▸ **YOUR ASSIGNMENT**: In the entries that follow, find every line containing "temporary" and copy it.

▸ **MATERIAL PROVIDED**:
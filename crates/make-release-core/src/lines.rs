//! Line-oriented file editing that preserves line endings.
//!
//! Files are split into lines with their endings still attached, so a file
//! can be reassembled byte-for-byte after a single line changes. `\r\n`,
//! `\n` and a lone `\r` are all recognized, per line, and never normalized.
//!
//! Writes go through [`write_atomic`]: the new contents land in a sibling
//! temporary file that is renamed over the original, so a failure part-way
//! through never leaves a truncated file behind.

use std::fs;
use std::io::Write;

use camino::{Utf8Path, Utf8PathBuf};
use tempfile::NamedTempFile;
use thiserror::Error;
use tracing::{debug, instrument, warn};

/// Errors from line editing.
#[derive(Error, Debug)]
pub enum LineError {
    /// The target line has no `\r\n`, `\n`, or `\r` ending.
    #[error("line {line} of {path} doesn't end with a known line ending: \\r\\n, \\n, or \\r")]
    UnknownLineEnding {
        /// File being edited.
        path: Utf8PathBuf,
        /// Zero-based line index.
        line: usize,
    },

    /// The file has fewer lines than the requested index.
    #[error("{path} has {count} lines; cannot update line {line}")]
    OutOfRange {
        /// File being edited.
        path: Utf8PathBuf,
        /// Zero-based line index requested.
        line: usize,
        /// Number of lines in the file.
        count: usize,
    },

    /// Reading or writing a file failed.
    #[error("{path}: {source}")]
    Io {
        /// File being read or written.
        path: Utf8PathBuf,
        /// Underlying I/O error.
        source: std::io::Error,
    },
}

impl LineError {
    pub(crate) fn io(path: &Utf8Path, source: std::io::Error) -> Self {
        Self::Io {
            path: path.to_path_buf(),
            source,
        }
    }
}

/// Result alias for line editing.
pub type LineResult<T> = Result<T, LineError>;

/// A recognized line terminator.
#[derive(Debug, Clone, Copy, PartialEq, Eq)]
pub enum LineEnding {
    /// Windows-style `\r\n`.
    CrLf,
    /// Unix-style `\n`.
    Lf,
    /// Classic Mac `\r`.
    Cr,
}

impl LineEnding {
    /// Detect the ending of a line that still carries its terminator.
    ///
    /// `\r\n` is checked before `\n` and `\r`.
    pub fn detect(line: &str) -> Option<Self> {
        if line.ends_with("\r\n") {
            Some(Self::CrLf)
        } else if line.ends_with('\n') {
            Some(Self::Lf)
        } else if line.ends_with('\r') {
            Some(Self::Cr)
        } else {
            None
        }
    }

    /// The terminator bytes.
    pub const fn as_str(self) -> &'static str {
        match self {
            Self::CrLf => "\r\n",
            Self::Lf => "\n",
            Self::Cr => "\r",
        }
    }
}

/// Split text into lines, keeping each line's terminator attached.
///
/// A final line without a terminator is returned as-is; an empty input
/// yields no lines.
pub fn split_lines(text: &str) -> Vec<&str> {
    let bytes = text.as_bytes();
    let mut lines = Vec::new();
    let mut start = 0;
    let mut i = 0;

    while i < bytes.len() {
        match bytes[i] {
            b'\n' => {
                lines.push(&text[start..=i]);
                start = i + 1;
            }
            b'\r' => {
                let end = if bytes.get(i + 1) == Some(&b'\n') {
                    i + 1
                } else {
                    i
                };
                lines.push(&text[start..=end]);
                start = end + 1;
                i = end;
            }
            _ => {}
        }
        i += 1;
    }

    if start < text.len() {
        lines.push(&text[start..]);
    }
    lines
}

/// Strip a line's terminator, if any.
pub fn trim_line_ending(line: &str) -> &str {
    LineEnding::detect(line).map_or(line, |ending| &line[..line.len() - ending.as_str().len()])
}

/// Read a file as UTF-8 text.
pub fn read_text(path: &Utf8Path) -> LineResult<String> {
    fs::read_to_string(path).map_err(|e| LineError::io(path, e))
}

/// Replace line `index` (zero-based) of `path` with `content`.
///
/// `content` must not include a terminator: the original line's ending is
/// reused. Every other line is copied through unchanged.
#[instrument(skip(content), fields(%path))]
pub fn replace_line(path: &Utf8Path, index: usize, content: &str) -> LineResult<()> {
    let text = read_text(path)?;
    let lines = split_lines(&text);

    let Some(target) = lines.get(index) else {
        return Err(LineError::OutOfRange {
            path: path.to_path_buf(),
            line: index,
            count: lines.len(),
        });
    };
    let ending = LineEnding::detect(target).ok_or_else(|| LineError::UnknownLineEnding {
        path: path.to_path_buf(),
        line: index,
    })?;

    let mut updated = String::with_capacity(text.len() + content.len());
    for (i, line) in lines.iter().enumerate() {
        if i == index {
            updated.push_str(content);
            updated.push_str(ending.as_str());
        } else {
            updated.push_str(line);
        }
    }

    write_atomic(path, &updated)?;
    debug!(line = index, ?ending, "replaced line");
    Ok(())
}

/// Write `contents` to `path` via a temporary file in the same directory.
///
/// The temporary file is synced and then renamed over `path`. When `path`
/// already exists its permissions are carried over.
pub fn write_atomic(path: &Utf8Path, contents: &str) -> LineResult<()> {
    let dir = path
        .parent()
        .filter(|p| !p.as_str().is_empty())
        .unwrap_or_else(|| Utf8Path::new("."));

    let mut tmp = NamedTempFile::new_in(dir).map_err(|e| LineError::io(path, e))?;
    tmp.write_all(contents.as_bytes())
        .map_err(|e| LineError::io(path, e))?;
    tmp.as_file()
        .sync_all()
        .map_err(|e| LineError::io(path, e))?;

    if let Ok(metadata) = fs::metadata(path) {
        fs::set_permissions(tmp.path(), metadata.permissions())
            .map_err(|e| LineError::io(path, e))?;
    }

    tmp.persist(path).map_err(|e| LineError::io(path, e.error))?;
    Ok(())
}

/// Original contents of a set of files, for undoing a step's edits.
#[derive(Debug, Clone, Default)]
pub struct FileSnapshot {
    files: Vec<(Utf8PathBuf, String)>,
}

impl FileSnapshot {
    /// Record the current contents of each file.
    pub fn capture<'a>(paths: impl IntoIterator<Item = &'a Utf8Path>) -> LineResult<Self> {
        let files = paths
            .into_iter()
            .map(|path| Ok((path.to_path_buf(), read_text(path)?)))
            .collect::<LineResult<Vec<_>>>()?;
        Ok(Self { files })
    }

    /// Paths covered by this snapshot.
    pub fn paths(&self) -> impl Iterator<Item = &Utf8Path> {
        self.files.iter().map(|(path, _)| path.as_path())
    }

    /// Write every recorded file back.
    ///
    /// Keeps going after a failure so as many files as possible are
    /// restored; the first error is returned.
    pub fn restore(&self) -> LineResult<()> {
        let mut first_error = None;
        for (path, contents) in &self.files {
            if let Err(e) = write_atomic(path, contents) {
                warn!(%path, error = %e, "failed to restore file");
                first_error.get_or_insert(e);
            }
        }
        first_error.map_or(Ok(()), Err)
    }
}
---
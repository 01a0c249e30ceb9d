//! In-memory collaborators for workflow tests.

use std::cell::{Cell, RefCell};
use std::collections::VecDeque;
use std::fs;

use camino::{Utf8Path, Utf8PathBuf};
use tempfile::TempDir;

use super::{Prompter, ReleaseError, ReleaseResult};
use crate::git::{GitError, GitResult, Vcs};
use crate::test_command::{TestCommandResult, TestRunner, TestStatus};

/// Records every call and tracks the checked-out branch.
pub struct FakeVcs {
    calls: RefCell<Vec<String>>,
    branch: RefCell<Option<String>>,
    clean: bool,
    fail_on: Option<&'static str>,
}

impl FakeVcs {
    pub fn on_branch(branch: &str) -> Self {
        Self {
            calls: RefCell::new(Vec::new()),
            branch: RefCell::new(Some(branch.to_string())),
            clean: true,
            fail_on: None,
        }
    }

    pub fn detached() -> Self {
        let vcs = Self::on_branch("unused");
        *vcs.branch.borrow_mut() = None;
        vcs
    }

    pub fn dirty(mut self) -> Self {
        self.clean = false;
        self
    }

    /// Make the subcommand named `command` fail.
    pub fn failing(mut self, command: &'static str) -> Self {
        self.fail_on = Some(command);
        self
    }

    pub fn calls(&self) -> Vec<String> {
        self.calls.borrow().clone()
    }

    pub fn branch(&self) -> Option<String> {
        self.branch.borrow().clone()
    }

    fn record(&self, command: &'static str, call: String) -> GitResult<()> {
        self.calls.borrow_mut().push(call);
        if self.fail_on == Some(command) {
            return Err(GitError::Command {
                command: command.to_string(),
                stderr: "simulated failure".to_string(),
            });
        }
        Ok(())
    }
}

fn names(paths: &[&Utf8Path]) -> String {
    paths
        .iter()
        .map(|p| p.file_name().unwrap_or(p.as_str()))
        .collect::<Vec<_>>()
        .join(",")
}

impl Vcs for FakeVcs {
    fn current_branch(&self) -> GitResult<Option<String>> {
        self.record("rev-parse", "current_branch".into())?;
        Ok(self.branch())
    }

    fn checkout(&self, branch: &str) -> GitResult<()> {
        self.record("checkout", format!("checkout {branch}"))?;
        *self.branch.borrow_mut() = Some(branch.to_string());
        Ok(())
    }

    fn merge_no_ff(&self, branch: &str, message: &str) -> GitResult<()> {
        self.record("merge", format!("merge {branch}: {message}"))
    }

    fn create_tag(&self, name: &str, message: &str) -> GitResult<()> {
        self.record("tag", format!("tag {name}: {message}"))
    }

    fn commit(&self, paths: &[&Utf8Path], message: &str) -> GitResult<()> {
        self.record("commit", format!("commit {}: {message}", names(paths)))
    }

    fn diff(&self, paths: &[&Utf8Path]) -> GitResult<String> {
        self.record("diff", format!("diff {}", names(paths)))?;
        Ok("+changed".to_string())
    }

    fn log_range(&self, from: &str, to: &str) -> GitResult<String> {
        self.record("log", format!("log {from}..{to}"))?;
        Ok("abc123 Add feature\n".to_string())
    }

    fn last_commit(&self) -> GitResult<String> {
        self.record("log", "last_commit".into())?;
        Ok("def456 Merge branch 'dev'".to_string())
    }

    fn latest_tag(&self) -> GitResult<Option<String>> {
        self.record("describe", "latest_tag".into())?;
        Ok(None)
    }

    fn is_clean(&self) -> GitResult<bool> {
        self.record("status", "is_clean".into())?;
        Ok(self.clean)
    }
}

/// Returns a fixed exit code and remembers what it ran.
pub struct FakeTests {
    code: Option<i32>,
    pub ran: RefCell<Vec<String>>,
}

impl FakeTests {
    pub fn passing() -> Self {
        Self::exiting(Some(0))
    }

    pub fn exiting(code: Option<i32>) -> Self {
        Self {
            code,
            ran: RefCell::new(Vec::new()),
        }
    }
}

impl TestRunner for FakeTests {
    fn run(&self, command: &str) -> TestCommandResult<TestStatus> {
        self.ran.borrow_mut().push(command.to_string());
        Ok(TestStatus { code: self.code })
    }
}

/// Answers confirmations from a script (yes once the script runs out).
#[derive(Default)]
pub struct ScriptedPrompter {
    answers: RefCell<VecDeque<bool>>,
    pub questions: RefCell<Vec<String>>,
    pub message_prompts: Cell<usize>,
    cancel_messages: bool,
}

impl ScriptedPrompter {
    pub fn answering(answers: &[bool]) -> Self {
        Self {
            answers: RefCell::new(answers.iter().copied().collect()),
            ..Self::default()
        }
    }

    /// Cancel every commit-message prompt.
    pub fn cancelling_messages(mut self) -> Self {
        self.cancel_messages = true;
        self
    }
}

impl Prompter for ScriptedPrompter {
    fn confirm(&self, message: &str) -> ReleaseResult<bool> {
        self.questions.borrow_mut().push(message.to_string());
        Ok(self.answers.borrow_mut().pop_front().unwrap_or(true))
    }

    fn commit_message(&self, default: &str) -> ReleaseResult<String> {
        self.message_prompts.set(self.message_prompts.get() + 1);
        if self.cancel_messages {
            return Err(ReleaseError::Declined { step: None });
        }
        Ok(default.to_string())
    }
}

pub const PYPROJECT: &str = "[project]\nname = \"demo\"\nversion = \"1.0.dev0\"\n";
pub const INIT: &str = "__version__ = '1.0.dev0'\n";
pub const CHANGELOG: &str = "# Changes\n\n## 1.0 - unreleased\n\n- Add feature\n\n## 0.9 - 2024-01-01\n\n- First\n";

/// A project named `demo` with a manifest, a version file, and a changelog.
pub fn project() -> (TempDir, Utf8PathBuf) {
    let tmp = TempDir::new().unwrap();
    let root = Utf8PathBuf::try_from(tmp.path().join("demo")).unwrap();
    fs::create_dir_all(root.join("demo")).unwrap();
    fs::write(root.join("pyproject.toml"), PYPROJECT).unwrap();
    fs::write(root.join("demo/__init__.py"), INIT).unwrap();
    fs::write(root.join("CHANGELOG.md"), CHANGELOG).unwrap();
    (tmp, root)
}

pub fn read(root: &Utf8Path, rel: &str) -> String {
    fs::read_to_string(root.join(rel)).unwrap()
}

▸ **TASK RESULT**:
//! temporary file that is renamed over the original, so a failure part-way
/// Write `contents` to `path` via a temporary file in the same directory.
/// The temporary file is synced and then renamed over `path`. When `path`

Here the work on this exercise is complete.